**SUPPLIED MATERIAL:**
■ ■ ■ ■ ■
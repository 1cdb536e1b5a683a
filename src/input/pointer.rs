use glam::Vec2;

/// Window surface size in physical pixels
#[derive(Debug, Clone, Copy, PartialEq, Eq)]
pub struct Viewport {
    pub width: u32,
    pub height: u32,
}

impl Viewport {
    pub fn new(width: u32, height: u32) -> Self {
        // Minimized windows report 0x0; clamp so normalization stays finite.
        Self {
            width: width.max(1),
            height: height.max(1),
        }
    }

    pub fn aspect(&self) -> f32 {
        self.width as f32 / self.height as f32
    }
}

/// Latest pointer position in normalized device coordinates.
///
/// x grows rightward, y grows upward, both clamped to [-1, 1].
#[derive(Debug, Clone, Copy, PartialEq, Default)]
pub struct PointerState {
    pub normalized: Vec2,
}

/// Tracks the single shared pointer position.
///
/// Every raw move event overwrites the state; readers (the per-frame pick)
/// always see the most recent value.
#[derive(Debug, Clone, Default)]
pub struct PointerTracker {
    state: PointerState,
}

impl PointerTracker {
    pub fn new() -> Self {
        Self::default()
    }

    pub fn state(&self) -> PointerState {
        self.state
    }

    /// Mouse move: map raw pixel coordinates into clamped NDC.
    pub fn on_pointer_move(&mut self, raw_x: f32, raw_y: f32, viewport: Viewport) {
        let nx = (raw_x / viewport.width as f32 * 2.0 - 1.0).clamp(-1.0, 1.0);
        let ny = (-raw_y / viewport.height as f32 * 2.0 + 1.0).clamp(-1.0, 1.0);
        self.state.normalized = Vec2::new(nx, ny);
    }

    /// Touch move: first active touch point drives the pointer, no touch
    /// point leaves the state unchanged.
    pub fn on_touch_move(&mut self, touch: Option<(f32, f32)>, viewport: Viewport) {
        if let Some((x, y)) = touch {
            self.on_pointer_move(x, y, viewport);
        }
    }
}

#[cfg(test)]
mod tests {
    use super::*;

    const VIEWPORT: Viewport = Viewport {
        width: 800,
        height: 600,
    };

    #[test]
    fn test_center_maps_to_origin() {
        let mut tracker = PointerTracker::new();
        tracker.on_pointer_move(400.0, 300.0, VIEWPORT);
        assert_eq!(tracker.state().normalized, Vec2::ZERO);
    }

    #[test]
    fn test_corners() {
        let mut tracker = PointerTracker::new();

        tracker.on_pointer_move(0.0, 0.0, VIEWPORT);
        assert_eq!(tracker.state().normalized, Vec2::new(-1.0, 1.0));

        tracker.on_pointer_move(800.0, 600.0, VIEWPORT);
        assert_eq!(tracker.state().normalized, Vec2::new(1.0, -1.0));
    }

    #[test]
    fn test_out_of_bounds_clamped() {
        let mut tracker = PointerTracker::new();
        tracker.on_pointer_move(-50.0, 1200.0, VIEWPORT);
        assert_eq!(tracker.state().normalized, Vec2::new(-1.0, -1.0));

        tracker.on_pointer_move(9000.0, -9000.0, VIEWPORT);
        assert_eq!(tracker.state().normalized, Vec2::new(1.0, 1.0));
    }

    #[test]
    fn test_touch_without_point_is_noop() {
        let mut tracker = PointerTracker::new();
        tracker.on_pointer_move(200.0, 150.0, VIEWPORT);
        let before = tracker.state();

        tracker.on_touch_move(None, VIEWPORT);
        assert_eq!(tracker.state(), before);
    }

    #[test]
    fn test_touch_point_overwrites() {
        let mut tracker = PointerTracker::new();
        tracker.on_touch_move(Some((400.0, 300.0)), VIEWPORT);
        assert_eq!(tracker.state().normalized, Vec2::ZERO);
    }

    #[test]
    fn test_zero_viewport_stays_finite() {
        let mut tracker = PointerTracker::new();
        tracker.on_pointer_move(10.0, 10.0, Viewport::new(0, 0));
        let n = tracker.state().normalized;
        assert!(n.x.is_finite() && n.y.is_finite());
    }
}
// cli.rs - Command-line interface configuration
use std::path::PathBuf;

use clap::Parser;

use crate::config::Variant;

#[derive(Parser, Debug, Clone)]
#[command(name = "bubble-pop")]
#[command(about = "Champagne bubble-popping scene", long_about = None)]
pub struct Cli {
    /// Scene variant to run
    #[arg(long, value_enum)]
    pub variant: Option<Variant>,

    /// JSON scene configuration file
    #[arg(long)]
    pub config: Option<PathBuf>,

    /// Session length in seconds
    #[arg(long)]
    pub duration: Option<u32>,

    /// Number of bubbles in the pool
    #[arg(long)]
    pub bubbles: Option<usize>,

    /// Disable the score/time overlay
    #[arg(long = "no-ui", default_value = "false")]
    pub no_ui: bool,
}
use std::path::Path;

use anyhow::{Context, Result};
use clap::ValueEnum;
use serde::{Deserialize, Serialize};

/// The three scene flavors, expressed as configuration instead of separate
/// scripts: a purely decorative scene, the timed pop game, and the game
/// with a live tuning panel.
#[derive(Debug, Clone, Copy, PartialEq, Eq, ValueEnum, Serialize, Deserialize)]
#[serde(rename_all = "snake_case")]
pub enum Variant {
    Static,
    Game,
    Tuner,
}

impl Variant {
    /// Picking, popping and the countdown run only in interactive variants.
    pub fn interactive(&self) -> bool {
        !matches!(self, Variant::Static)
    }

    pub fn debug_controls(&self) -> bool {
        matches!(self, Variant::Tuner)
    }
}

/// Everything the scene builder, camera and game need to differ between
/// variants. Loadable from JSON; CLI flags override individual fields.
#[derive(Debug, Clone, Serialize, Deserialize)]
#[serde(default)]
pub struct SceneConfig {
    pub variant: Variant,
    pub bubble_count: usize,
    pub bubble_radius: f32,
    /// Bubble rise speed in units per second
    pub rise_speed: f32,
    pub session_seconds: u32,
    pub year: u32,
    pub fov_degrees: f32,
    pub parallax_scale: f32,
    pub min_camera_distance: f32,
    pub max_camera_distance: f32,
    pub fog_color: [f32; 3],
    pub fog_near: f32,
    pub fog_far: f32,
}

impl Default for SceneConfig {
    fn default() -> Self {
        Self {
            variant: Variant::Game,
            bubble_count: 50,
            bubble_radius: 0.1,
            rise_speed: 0.06,
            session_seconds: 60,
            year: 2023,
            fov_degrees: 75.0,
            parallax_scale: 0.3,
            min_camera_distance: 1.0,
            max_camera_distance: 15.0,
            // #262837
            fog_color: [0.149, 0.157, 0.216],
            fog_near: 15.0,
            fog_far: 40.0,
        }
    }
}

impl SceneConfig {
    pub fn load(path: &Path) -> Result<Self> {
        let text = std::fs::read_to_string(path)
            .with_context(|| format!("failed to read config {}", path.display()))?;
        let config: Self = serde_json::from_str(&text)
            .with_context(|| format!("failed to parse config {}", path.display()))?;
        Ok(config)
    }
}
■ ■ ■ ■ ■
**YOUR TASK:**
Look through the data above for the string "PartialEq" and copy every line where it appears.

**SOLUTION FOR THIS PROBLEM:**
#[derive(Debug, Clone, Copy, PartialEq, Eq)]
#[derive(Debug, Clone, Copy, PartialEq, Default)]
#[derive(Debug, Clone, Copy, PartialEq, Eq, ValueEnum, Serialize, Deserialize)]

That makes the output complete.